In general, the recommendations from the National Sleep Foundation regarding how much sleep children need each night are:

  • 3-5 year-olds should get between 10-13 hours
  • 6–13 year-olds should get between 9 to 11 hours
  • 14-17 year-olds need 8-10 hours of sleep

Of course, every child is different and the best way of telling if your child has had a good night’s sleep is when they wake up refreshed, bright and ready for the day ahead. It would be even better if this were without the use of an alarm as that would mean that your child was waking up naturally once their internal body clock had told them they’d had the right amount of sleep.

An ideal bedtime routine for school-aged children

So what does an ideal bedtime routine look like for school-aged children? One of the most important aspects of any bedtime routine is consistency both in terms of the bedtime itself and a relaxing routine beforehand, A consistent bedtime strengthens the body clock and makes it easier to fall asleep and the consistent routine creates anticipation in the brain that sleep is coming and helps us to relax towards sleep.

Reduce your child’s use of any electrical devices near bedtime

An ideal bedtime routine for school-aged children should start with stopping tech and mobile phone use at least an hour (ideally two hours) before sleep. This allows the brain to unwind and reduces the stimulating effects of screen time.

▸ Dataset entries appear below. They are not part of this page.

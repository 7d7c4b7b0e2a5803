//! Per-spine shaft specifications and diameter classification

use crate::errors::{ModelError, Result};
use serde::{Deserialize, Serialize};

/// Standard diameter classes, smallest first
#[derive(Debug, Clone, Copy, PartialEq, Eq, Hash, PartialOrd, Ord, Serialize, Deserialize)]
#[serde(rename_all = "snake_case")]
pub enum DiameterCategory {
    UltraThin,
    Thin,
    SmallHunting,
    StandardTarget,
    StandardHunting,
    LargeHunting,
    HeavyHunting,
}

impl DiameterCategory {
    pub const ALL: [DiameterCategory; 7] = [
        DiameterCategory::UltraThin,
        DiameterCategory::Thin,
        DiameterCategory::SmallHunting,
        DiameterCategory::StandardTarget,
        DiameterCategory::StandardHunting,
        DiameterCategory::LargeHunting,
        DiameterCategory::HeavyHunting,
    ];

    /// Stored column value
    pub fn as_str(&self) -> &'static str {
        match self {
            DiameterCategory::UltraThin => "ultra_thin",
            DiameterCategory::Thin => "thin",
            DiameterCategory::SmallHunting => "small_hunting",
            DiameterCategory::StandardTarget => "standard_target",
            DiameterCategory::StandardHunting => "standard_hunting",
            DiameterCategory::LargeHunting => "large_hunting",
            DiameterCategory::HeavyHunting => "heavy_hunting",
        }
    }

    /// Human readable label with the nominal diameter
    pub fn label(&self) -> &'static str {
        match self {
            DiameterCategory::UltraThin => "Ultra-thin (.166\")",
            DiameterCategory::Thin => "Thin (.204\")",
            DiameterCategory::SmallHunting => "Small hunting (.244\")",
            DiameterCategory::StandardTarget => "Standard target (.246\")",
            DiameterCategory::StandardHunting => "Standard hunting (.300\")",
            DiameterCategory::LargeHunting => "Large hunting (.340\")",
            DiameterCategory::HeavyHunting => "Heavy hunting (.400\"+)",
        }
    }

    pub fn parse(value: &str) -> Option<Self> {
        Self::ALL
            .into_iter()
            .find(|c| c.as_str().eq_ignore_ascii_case(value.trim()))
    }
}

impl std::fmt::Display for DiameterCategory {
    fn fmt(&self, f: &mut std::fmt::Formatter<'_>) -> std::fmt::Result {
        f.write_str(self.as_str())
    }
}

/// Classify a single diameter in inches. Bounds are inclusive upper limits.
pub fn classify(diameter: f64) -> DiameterCategory {
    if diameter <= 0.166 {
        DiameterCategory::UltraThin
    } else if diameter <= 0.210 {
        DiameterCategory::Thin
    } else if diameter <= 0.245 {
        DiameterCategory::SmallHunting
    } else if diameter <= 0.260 {
        DiameterCategory::StandardTarget
    } else if diameter <= 0.320 {
        DiameterCategory::StandardHunting
    } else if diameter <= 0.360 {
        DiameterCategory::LargeHunting
    } else {
        DiameterCategory::HeavyHunting
    }
}

/// Classify a shaft, preferring the inner diameter when it is known
pub fn classify_diameter(inner: Option<f64>, outer: Option<f64>) -> Option<DiameterCategory> {
    inner
        .filter(|d| *d > 0.0)
        .or(outer.filter(|d| *d > 0.0))
        .map(classify)
}

/// Specification of one spine option of an arrow model
#[derive(Debug, Clone, PartialEq, Serialize, Deserialize)]
pub struct SpineSpecification {
    pub spine: u32,
    pub outer_diameter: f64,
    pub gpi_weight: f64,
    #[serde(default, skip_serializing_if = "Option::is_none")]
    pub inner_diameter: Option<f64>,
    #[serde(default, skip_serializing_if = "Vec::is_empty")]
    pub length_options: Vec<f64>,
    #[serde(default, skip_serializing_if = "Option::is_none")]
    pub diameter_category: Option<DiameterCategory>,
}

impl SpineSpecification {
    /// Build and validate a specification; the diameter category is derived
    pub fn new(spine: u32, outer_diameter: f64, gpi_weight: f64) -> Result<Self> {
        let spec = Self {
            spine,
            outer_diameter,
            gpi_weight,
            inner_diameter: None,
            length_options: Vec::new(),
            diameter_category: classify_diameter(None, Some(outer_diameter)),
        };
        spec.validate()?;
        Ok(spec)
    }

    pub fn with_inner_diameter(mut self, inner: f64) -> Result<Self> {
        self.inner_diameter = Some(inner);
        self.validate()?;
        self.diameter_category = classify_diameter(self.inner_diameter, Some(self.outer_diameter));
        Ok(self)
    }

    pub fn with_length_options(mut self, lengths: Vec<f64>) -> Self {
        self.length_options = lengths;
        self
    }

    /// Check ranges and recompute the category from the current diameters
    pub fn normalized(mut self) -> Result<Self> {
        self.validate()?;
        self.diameter_category = classify_diameter(self.inner_diameter, Some(self.outer_diameter));
        Ok(self)
    }

    pub fn validate(&self) -> Result<()> {
        if self.spine == 0 || self.spine > 2000 {
            return Err(ModelError::SpineOutOfRange { spine: self.spine });
        }
        if !(self.outer_diameter > 0.0 && self.outer_diameter <= 1.0) {
            return Err(ModelError::InvalidOuterDiameter {
                value: self.outer_diameter,
            });
        }
        if !(self.gpi_weight > 0.0 && self.gpi_weight <= 50.0) {
            return Err(ModelError::InvalidGpi {
                value: self.gpi_weight,
            });
        }
        if let Some(inner) = self.inner_diameter {
            if inner <= 0.0 || inner >= self.outer_diameter {
                return Err(ModelError::InvalidInnerDiameter {
                    inner,
                    outer: self.outer_diameter,
                });
            }
        }
        Ok(())
    }

    /// Inner diameter when known, otherwise outer
    pub fn effective_diameter(&self) -> f64 {
        self.inner_diameter.unwrap_or(self.outer_diameter)
    }
}
//! Error helpers for quiver-scraper

use quiver_core::errors::{ExError, ExErrorKind};

/// Result type alias using ExError
pub type Result<T> = std::result::Result<T, ExError>;

/// Create an error for a failed HTTP request
pub fn http_error(url: &str, err: reqwest::Error) -> ExError {
    let kind = if err.is_timeout() {
        ExErrorKind::Timeout
    } else {
        ExErrorKind::ExternalService
    };
    ExError::new(kind)
        .with_op("fetch_page")
        .with_entity_id(url)
        .with_message(err.to_string())
}

/// Create an error for a failed or unusable LLM call
pub fn llm_error(provider: &str, message: impl Into<String>) -> ExError {
    ExError::new(ExErrorKind::ExternalService)
        .with_op("llm_complete")
        .with_entity_id(provider)
        .with_message(message.into())
}

/// Create a configuration error
pub fn config_error(message: impl Into<String>) -> ExError {
    ExError::new(ExErrorKind::Configuration)
        .with_op("scraper_config")
        .with_message(message.into())
}

/// Create an IO error for session files
pub fn io_error(operation: &str, err: std::io::Error) -> ExError {
    ExError::new(ExErrorKind::Io)
        .with_op(operation.to_string())
        .with_message(err.to_string())
}
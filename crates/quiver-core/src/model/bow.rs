//! Bow setup parameters used by the spine calculator and matcher

use crate::errors::ModelError;
use serde::{Deserialize, Serialize};
use std::str::FromStr;

#[derive(Debug, Clone, Copy, PartialEq, Eq, Hash, Serialize, Deserialize)]
#[serde(rename_all = "snake_case")]
pub enum BowType {
    Compound,
    Recurve,
    Traditional,
}

impl BowType {
    pub fn as_str(&self) -> &'static str {
        match self {
            BowType::Compound => "compound",
            BowType::Recurve => "recurve",
            BowType::Traditional => "traditional",
        }
    }
}

impl FromStr for BowType {
    type Err = ModelError;

    fn from_str(s: &str) -> Result<Self, Self::Err> {
        match s.trim().to_lowercase().as_str() {
            "compound" => Ok(BowType::Compound),
            "recurve" | "olympic" | "barebow" => Ok(BowType::Recurve),
            "traditional" | "longbow" => Ok(BowType::Traditional),
            other => Err(unknown("bow type", other)),
        }
    }
}

impl std::fmt::Display for BowType {
    fn fmt(&self, f: &mut std::fmt::Formatter<'_>) -> std::fmt::Result {
        f.write_str(self.as_str())
    }
}

/// Compound cam aggressiveness
#[derive(Debug, Clone, Copy, PartialEq, Eq, Default, Serialize, Deserialize)]
#[serde(rename_all = "snake_case")]
pub enum CamType {
    Soft,
    #[default]
    Medium,
    Hard,
}

impl CamType {
    /// Spine adjustment subtracted from the chart value
    pub fn spine_adjustment(&self) -> f64 {
        match self {
            CamType::Soft => -10.0,
            CamType::Medium => 0.0,
            CamType::Hard => 10.0,
        }
    }
}

impl FromStr for CamType {
    type Err = ModelError;

    fn from_str(s: &str) -> Result<Self, Self::Err> {
        match s.trim().to_lowercase().as_str() {
            "soft" => Ok(CamType::Soft),
            "medium" => Ok(CamType::Medium),
            "hard" => Ok(CamType::Hard),
            other => Err(unknown("cam type", other)),
        }
    }
}

#[derive(Debug, Clone, Copy, PartialEq, Eq, Default, Serialize, Deserialize)]
#[serde(rename_all = "snake_case")]
pub enum RestType {
    #[default]
    DropAway,
    Blade,
    WhiskerBiscuit,
    FullContainment,
}

impl RestType {
    pub fn spine_adjustment(&self) -> f64 {
        match self {
            RestType::DropAway => 0.0,
            RestType::Blade => 10.0,
            RestType::WhiskerBiscuit => 20.0,
            RestType::FullContainment => 15.0,
        }
    }
}

impl FromStr for RestType {
    type Err = ModelError;

    fn from_str(s: &str) -> Result<Self, Self::Err> {
        match s.trim().to_lowercase().replace('-', "_").as_str() {
            "drop_away" | "dropaway" => Ok(RestType::DropAway),
            "blade" => Ok(RestType::Blade),
            "whisker_biscuit" => Ok(RestType::WhiskerBiscuit),
            "full_containment" => Ok(RestType::FullContainment),
            other => Err(unknown("arrow rest", other)),
        }
    }
}

fn unknown(field: &str, value: &str) -> ModelError {
    ModelError::UnknownVariant {
        field: field.to_string(),
        value: value.to_string(),
    }
}

/// Nominal center shot in inches
pub const DEFAULT_CENTER_SHOT: f64 = 13.0 / 16.0;

#[derive(Debug, Clone, PartialEq, Serialize, Deserialize)]
pub struct BowConfiguration {
    /// Pounds
    pub draw_weight: f64,
    /// Inches; informational only, spine charts key on arrow length
    pub draw_length: f64,
    pub bow_type: BowType,
    #[serde(default)]
    pub cam_type: CamType,
    pub center_shot: f64,
    #[serde(default)]
    pub arrow_rest: RestType,
}

impl BowConfiguration {
    pub fn new(draw_weight: f64, draw_length: f64, bow_type: BowType) -> Self {
        Self {
            draw_weight,
            draw_length,
            bow_type,
            cam_type: CamType::default(),
            center_shot: DEFAULT_CENTER_SHOT,
            arrow_rest: RestType::default(),
        }
    }

    pub fn with_cam(mut self, cam_type: CamType) -> Self {
        self.cam_type = cam_type;
        self
    }

    pub fn with_rest(mut self, arrow_rest: RestType) -> Self {
        self.arrow_rest = arrow_rest;
        self
    }

    pub fn with_center_shot(mut self, center_shot: f64) -> Self {
        self.center_shot = center_shot;
        self
    }
}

After turning off tech, tidying away schoolwork, packing school bags, and preparing clothes for the next day can help create a calm and organised start to the morning. However, it’s important to adjust the routine as needed from primary through to secondary school students reflecting your child’s developmental needs and schedules.

Cut out sugary snacks close to bedtime

Another thing to consider when getting your child back into a consistent bedtime routine is their food consumption pre-bedtime. You should ensure that children avoid junk food and sugary snacks close to bedtime, as these can interfere with and affect the quality of their sleep. Instead, opt for healthy snacks with less sugar and fat like a small portion of fruit or a glass of milk.

Do homework before dinner

The increase in homework and after-school activities also requires more effective time management. It is best to try and get your child to get all study and homework done before dinner, as once you get later into the evening the brain’s ability to focus and concentrate diminishes. 

Getting primary school children ready for bed

A relaxing bath is a great way to start your child’s bedtime routine as it helps lower the body’s core temperature, signaling to the brain that it’s time for sleep. This natural drop in temperature promotes drowsiness. Then, engage them in calming activities like reading a bedtime story, playing a family game, or listening to soothing music. These activities help children wind down and transition to sleep peacefully.

Getting secondary school students ready for bed

There are quite a few things to consider when it comes to secondary school children as there might be more to factor in such as different activities and tasks. To start with, there may be more afterschool activities and exercise clubs to participate in which are great as they can help burn off energy and get a better night’s sleep.

However, these need to be finished early enough to allow for a relaxed evening routine and to prioritise sleep. With more things to manage time-wise both inside and outside of school, it’s best to write a to-do list before they start their wind-down routine so they can check things off as they go along.